Dianggap Jadi Ruang Kebersamaan, Pramono Dukung Lebaran Betawi Digelar Setiap Tahun

Gubernur DKI Jakarta, Pramono Anung dan jajaran serta Ketua Dewan Adat Majelis Kaum Betawi sekaligus Gubernur DKI Jakarta periode 2007–2012, Fauzi Bowo dalam Lebaran Betawi 2026/Foto Pemprov DKI

Jakarta, GPriority.co.id – Gubernur DKI Jakarta, Pramono Anung mengapresiasi penyelenggaraan Lebaran Betawi 2026 sebagai bentuk menjaga, merawat, melestarikan, dan mengembangkan budaya Betawi di tengah keberagaman ibu kota.

Menurutnya, Lebaran Betawi bukan sekadar perayaan tahunan, melainkan ruang kebersamaan yang hangat. Tradisi ini mengingatkan masyarakat untuk terus memperkuat nilai-nilai budaya Betawi sebagai identitas Jakarta, mulai dari saling memaafkan, berkunjung ke keluarga, hingga nyorog sebagai sarana menanamkan adab serta mempererat hubungan antargenerasi.

“Tradisi ini mengingatkan kita untuk terus memperkuat nilai-nilai budaya Betawi sebagai identitas Jakarta, seperti saling memaafkan, berkunjung ke keluarga, hingga nyorog sebagai sarana menanamkan adab dan mempererat hubungan antargenerasi,” kata Pramono dalam keterangannya, dikutip Senin (13/4).

Ia menegaskan, pemerintah akan terus mendukung Lebaran Betawi sebagai agenda tahunan yang berkelanjutan, dengan Lapangan Banteng sebagai salah satu lokasi ikonik penyelenggaraan.
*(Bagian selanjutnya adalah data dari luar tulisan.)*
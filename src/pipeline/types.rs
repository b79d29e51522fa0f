//! Shared types for the ticket triage pipeline.

use std::fmt;

use async_trait::async_trait;
use chrono::NaiveDateTime;
use serde::{Deserialize, Deserializer, Serialize, Serializer};

use crate::error::SourceError;

// ── Raw input ───────────────────────────────────────────────────────

/// Ticket identifier as it appears in the export (usually numeric).
#[derive(Debug, Clone, PartialEq, Eq, Hash, PartialOrd, Ord, Serialize, Deserialize)]
#[serde(untagged)]
pub enum TicketId {
    Numeric(i64),
    Text(String),
}

impl fmt::Display for TicketId {
    fn fmt(&self, f: &mut fmt::Formatter<'_>) -> fmt::Result {
        match self {
            Self::Numeric(id) => write!(f, "{id}"),
            Self::Text(id) => f.write_str(id),
        }
    }
}

/// Author of a message.
///
/// The export writes `false` for "no author" and `[id, "Display Name"]` for a
/// known partner record.
#[derive(Debug, Clone, PartialEq, Eq)]
pub enum Author {
    Absent,
    Known(String),
}

impl Author {
    pub fn known(identity: impl Into<String>) -> Self {
        Self::Known(identity.into())
    }

    /// Interpret the loosely-typed `author_id` field of the export.
    ///
    /// A list whose id slot is empty is treated as an anonymous identity:
    /// known, but with nothing to match on. A list with an id but no label
    /// is identified by the id.
    pub fn from_export_value(value: &serde_json::Value) -> Self {
        use serde_json::Value;

        match value {
            Value::Null | Value::Bool(false) => Self::Absent,
            Value::Bool(true) => Self::Known(String::new()),
            Value::String(s) => Self::Known(s.clone()),
            Value::Number(n) => Self::Known(n.to_string()),
            Value::Array(items) => match items.first() {
                None | Some(Value::Null) | Some(Value::Bool(false)) => Self::Known(String::new()),
                Some(id) => {
                    let label = items
                        .iter()
                        .skip(1)
                        .filter_map(Value::as_str)
                        .collect::<Vec<_>>()
                        .join(" ");
                    if !label.trim().is_empty() {
                        return Self::Known(label);
                    }
                    match id {
                        Value::String(s) => Self::Known(s.clone()),
                        other => Self::Known(other.to_string()),
                    }
                }
            },
            Value::Object(_) => Self::Known(value.to_string()),
        }
    }
}

impl<'de> Deserialize<'de> for Author {
    fn deserialize<D: Deserializer<'de>>(deserializer: D) -> Result<Self, D::Error> {
        let value = serde_json::Value::deserialize(deserializer)?;
        Ok(Self::from_export_value(&value))
    }
}

/// Message type tag from the export.
#[derive(Debug, Clone, PartialEq, Eq)]
pub enum MessageKind {
    Email,
    Comment,
    Notification,
    Other(String),
}

impl From<String> for MessageKind {
    fn from(tag: String) -> Self {
        match tag.as_str() {
            "email" => Self::Email,
            "comment" => Self::Comment,
            "notification" => Self::Notification,
            _ => Self::Other(tag),
        }
    }
}

impl From<&str> for MessageKind {
    fn from(tag: &str) -> Self {
        Self::from(tag.to_string())
    }
}

/// One message record from the helpdesk export.
#[derive(Debug, Clone, Deserialize)]
pub struct RawMessage {
    /// Ticket this message belongs to.
    #[serde(rename = "res_id")]
    pub ticket_id: TicketId,
    /// HTML body, empty when the export has `false` or `null`.
    #[serde(default, deserialize_with = "export_text")]
    pub body: String,
    #[serde(rename = "author_id", default = "absent_author")]
    pub author: Author,
    #[serde(rename = "message_type", default, deserialize_with = "export_kind")]
    pub message_kind: MessageKind,
    /// `YYYY-MM-DD HH:MM:SS`, possibly empty or malformed.
    #[serde(rename = "date", default, deserialize_with = "export_text")]
    pub timestamp: String,
}

impl Default for MessageKind {
    fn default() -> Self {
        Self::Other(String::new())
    }
}

fn absent_author() -> Author {
    Author::Absent
}

/// Odoo encodes empty text fields as `false`.
fn export_text<'de, D: Deserializer<'de>>(deserializer: D) -> Result<String, D::Error> {
    let value = serde_json::Value::deserialize(deserializer)?;
    Ok(match value {
        serde_json::Value::String(s) => s,
        _ => String::new(),
    })
}

fn export_kind<'de, D: Deserializer<'de>>(deserializer: D) -> Result<MessageKind, D::Error> {
    export_text(deserializer).map(MessageKind::from)
}

// ── Normalized message ──────────────────────────────────────────────

/// A message reduced to what the classifier looks at.
#[derive(Debug, Clone)]
pub struct NormalizedMessage {
    pub plain_text: String,
    pub is_customer: bool,
    pub is_team: bool,
    pub parsed_time: Option<NaiveDateTime>,
    pub message_kind: MessageKind,
    /// Date string as exported, kept for reporting.
    pub raw_date: String,
    /// Raw body was empty or whitespace only.
    pub body_is_blank: bool,
}

/// A ticket: all messages sharing one id, oldest first.
#[derive(Debug, Clone)]
pub struct Ticket {
    pub id: TicketId,
    pub messages: Vec<NormalizedMessage>,
}

// ── Classification ──────────────────────────────────────────────────

#[derive(Debug, Clone, Copy, PartialEq, Eq, Hash, PartialOrd, Ord, Serialize, Deserialize)]
#[serde(rename_all = "SCREAMING_SNAKE_CASE")]
pub enum TicketStatus {
    Open,
    Closed,
}

/// Why a ticket ended up with its status.
#[derive(Debug, Clone, Copy, PartialEq, Eq, Hash, PartialOrd, Ord, Serialize, Deserialize)]
#[serde(rename_all = "SCREAMING_SNAKE_CASE")]
pub enum ReasonCode {
    Spam,
    OrderConfirmation,
    InsolvencyResponded,
    RespondedNoFollowup,
    NoResponse,
    CustomerFollowup,
    PartnerNoResponse,
    PartnerRecent,
    RecentResponse,
    Unclear,
}

impl ReasonCode {
    pub const ALL: [ReasonCode; 10] = [
        Self::Spam,
        Self::OrderConfirmation,
        Self::InsolvencyResponded,
        Self::RespondedNoFollowup,
        Self::NoResponse,
        Self::CustomerFollowup,
        Self::PartnerNoResponse,
        Self::PartnerRecent,
        Self::RecentResponse,
        Self::Unclear,
    ];

    /// Status every ticket with this reason carries.
    pub fn status(&self) -> TicketStatus {
        match self {
            Self::Spam
            | Self::OrderConfirmation
            | Self::InsolvencyResponded
            | Self::RespondedNoFollowup
            | Self::Unclear => TicketStatus::Closed,
            Self::NoResponse
            | Self::CustomerFollowup
            | Self::PartnerNoResponse
            | Self::PartnerRecent
            | Self::RecentResponse => TicketStatus::Open,
        }
    }

    pub fn label(&self) -> &'static str {
        match self {
            Self::Spam => "SPAM",
            Self::OrderConfirmation => "ORDER_CONFIRMATION",
            Self::InsolvencyResponded => "INSOLVENCY_RESPONDED",
            Self::RespondedNoFollowup => "RESPONDED_NO_FOLLOWUP",
            Self::NoResponse => "NO_RESPONSE",
            Self::CustomerFollowup => "CUSTOMER_FOLLOWUP",
            Self::PartnerNoResponse => "PARTNER_NO_RESPONSE",
            Self::PartnerRecent => "PARTNER_RECENT",
            Self::RecentResponse => "RECENT_RESPONSE",
            Self::Unclear => "UNCLEAR",
        }
    }
}

impl fmt::Display for ReasonCode {
    fn fmt(&self, f: &mut fmt::Formatter<'_>) -> fmt::Result {
        f.write_str(self.label())
    }
}

/// Triage priority. Serialized as its level (1 = high).
#[derive(Debug, Clone, Copy, PartialEq, Eq, Hash, PartialOrd, Ord)]
pub enum Priority {
    High,
    Medium,
    Low,
}

impl Priority {
    pub fn level(&self) -> u8 {
        match self {
            Self::High => 1,
            Self::Medium => 2,
            Self::Low => 3,
        }
    }
}

impl Serialize for Priority {
    fn serialize<S: Serializer>(&self, serializer: S) -> Result<S::Ok, S::Error> {
        serializer.serialize_u8(self.level())
    }
}

/// Contact details captured from a contact-form submission.
#[derive(Debug, Clone, Default, PartialEq, Eq, Serialize)]
pub struct CustomerContact {
    pub name: String,
    pub email: String,
    pub comment: String,
}

impl CustomerContact {
    pub fn is_empty(&self) -> bool {
        self.name.is_empty() && self.email.is_empty() && self.comment.is_empty()
    }
}

/// Verdict for one ticket.
#[derive(Debug, Clone, PartialEq, Eq)]
pub struct ClassificationResult {
    pub ticket_id: TicketId,
    pub status: TicketStatus,
    pub reason: ReasonCode,
    pub details: String,
    pub priority: Priority,
    pub customer: Option<CustomerContact>,
}

/// Classification plus the ticket facts the report needs.
#[derive(Debug, Clone, Serialize)]
pub struct TicketRecord {
    pub ticket_id: TicketId,
    pub status: TicketStatus,
    pub reason: ReasonCode,
    pub details: String,
    pub priority: Priority,
    pub first_date: String,
    pub last_date: String,
    pub message_count: usize,
    pub first_message_preview: String,
    #[serde(default, skip_serializing_if = "Option::is_none")]
    pub customer: Option<CustomerContact>,
}

// ── Message source trait ────────────────────────────────────────────

/// Where raw messages come from. Pure I/O, no classification logic.
#[async_trait]
pub trait MessageSource: Send + Sync {
    /// Source name for logging (e.g. a file path).
    fn name(&self) -> &str;

    /// Load every message in the batch.
    async fn fetch(&self) -> Result<Vec<RawMessage>, SourceError>;
}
Menurutnya, keberhasilan berbagai perayaan lintas agama dan budaya di Jakarta turut berkontribusi pada meningkatnya kualitas kehidupan sosial masyarakat.

Sementara itu, Ketua Dewan Adat Majelis Kaum Betawi sekaligus Gubernur DKI Jakarta periode 2007–2012, Fauzi Bowo atau Foke, menegaskan bahwa Lebaran Betawi memiliki makna lebih dari sekadar seremoni pasca-Idulfitri. Tradisi ini menjadi pengingat penting bagi warga untuk terus menjaga dan melestarikan budaya Betawi sebagai bagian dari identitas kota.

“Di tengah perkembangan kota yang kian modern dan dinamis, nilai silaturahmi, kebersamaan, penghormatan kepada orang tua, serta gotong royong harus terus dijaga dan diwariskan kepada generasi penerus. Karena itu, generasi muda perlu dilibatkan dalam penyelenggaraan kegiatan ini,” jelasnya.

Dia juga menyoroti tradisi antaran dalam Lebaran Betawi sebagai simbol penghormatan kepada yang lebih tua.

“Tradisi ini bagian dari adat yang perlu terus dilestarikan. Melalui momentum ini, seluruh elemen masyarakat diajak menjaga persatuan di tengah keberagaman. Betawi bersatu, Jakarta maju. Insyaallah Indonesia menjadi baldatun thayyibatun wa rabbun ghafur,” pungkasnya.